===== SOURCE RECORDS =====
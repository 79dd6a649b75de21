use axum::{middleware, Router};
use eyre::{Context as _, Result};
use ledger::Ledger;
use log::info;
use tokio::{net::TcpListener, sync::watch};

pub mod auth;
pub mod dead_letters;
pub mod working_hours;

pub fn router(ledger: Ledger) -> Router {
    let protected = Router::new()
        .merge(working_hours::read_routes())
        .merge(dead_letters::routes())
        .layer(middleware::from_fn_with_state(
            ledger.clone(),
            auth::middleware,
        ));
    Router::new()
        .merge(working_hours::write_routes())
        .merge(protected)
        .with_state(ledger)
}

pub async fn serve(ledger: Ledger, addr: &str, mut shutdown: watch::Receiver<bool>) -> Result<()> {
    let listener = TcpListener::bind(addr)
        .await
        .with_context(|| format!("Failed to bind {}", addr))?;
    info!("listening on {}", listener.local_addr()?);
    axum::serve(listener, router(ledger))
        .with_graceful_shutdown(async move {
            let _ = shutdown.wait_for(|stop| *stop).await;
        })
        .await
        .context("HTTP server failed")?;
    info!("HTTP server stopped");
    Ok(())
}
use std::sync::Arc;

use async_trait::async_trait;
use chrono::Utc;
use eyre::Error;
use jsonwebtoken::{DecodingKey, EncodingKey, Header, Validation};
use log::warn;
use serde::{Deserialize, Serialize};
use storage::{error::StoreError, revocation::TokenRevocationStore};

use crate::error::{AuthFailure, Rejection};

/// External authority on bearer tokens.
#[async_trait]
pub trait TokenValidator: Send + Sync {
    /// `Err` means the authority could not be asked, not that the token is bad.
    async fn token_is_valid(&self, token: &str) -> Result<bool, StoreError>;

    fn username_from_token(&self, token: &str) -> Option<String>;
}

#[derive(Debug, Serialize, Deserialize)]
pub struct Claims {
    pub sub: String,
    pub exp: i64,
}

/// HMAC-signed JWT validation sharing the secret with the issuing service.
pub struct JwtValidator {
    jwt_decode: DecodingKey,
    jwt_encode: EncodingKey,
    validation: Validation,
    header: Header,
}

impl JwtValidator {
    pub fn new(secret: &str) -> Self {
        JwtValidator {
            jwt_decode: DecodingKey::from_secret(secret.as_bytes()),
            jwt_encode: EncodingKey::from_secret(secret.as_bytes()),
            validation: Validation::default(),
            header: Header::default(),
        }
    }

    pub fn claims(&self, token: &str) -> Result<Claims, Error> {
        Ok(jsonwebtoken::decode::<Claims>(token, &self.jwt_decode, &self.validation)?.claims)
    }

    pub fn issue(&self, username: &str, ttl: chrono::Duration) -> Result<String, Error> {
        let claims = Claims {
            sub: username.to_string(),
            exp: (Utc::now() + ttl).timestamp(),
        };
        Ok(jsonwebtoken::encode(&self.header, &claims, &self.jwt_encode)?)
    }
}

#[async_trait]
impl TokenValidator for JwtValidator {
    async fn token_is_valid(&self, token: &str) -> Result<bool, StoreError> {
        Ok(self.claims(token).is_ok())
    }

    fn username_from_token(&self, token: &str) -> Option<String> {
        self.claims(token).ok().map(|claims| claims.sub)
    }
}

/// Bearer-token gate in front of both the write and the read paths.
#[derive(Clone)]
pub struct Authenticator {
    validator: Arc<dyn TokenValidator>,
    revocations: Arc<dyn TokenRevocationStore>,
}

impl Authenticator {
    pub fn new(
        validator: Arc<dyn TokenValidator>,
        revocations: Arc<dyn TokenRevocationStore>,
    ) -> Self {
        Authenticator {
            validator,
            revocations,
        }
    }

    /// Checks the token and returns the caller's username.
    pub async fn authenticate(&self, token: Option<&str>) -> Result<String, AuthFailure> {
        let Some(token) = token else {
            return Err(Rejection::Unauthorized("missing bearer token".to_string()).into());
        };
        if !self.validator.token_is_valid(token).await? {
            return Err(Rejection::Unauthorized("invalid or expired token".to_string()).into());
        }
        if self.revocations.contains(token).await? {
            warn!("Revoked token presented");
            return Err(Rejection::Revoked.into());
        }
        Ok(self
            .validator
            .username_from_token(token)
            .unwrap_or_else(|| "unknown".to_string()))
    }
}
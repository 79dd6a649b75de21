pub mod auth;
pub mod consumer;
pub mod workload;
=====
PROBLEM STATEMENT:
Return all lines from the data that include the string "info".

TASK SOLUTION:
use log::info;
    info!("listening on {}", listener.local_addr()?);
    info!("HTTP server stopped");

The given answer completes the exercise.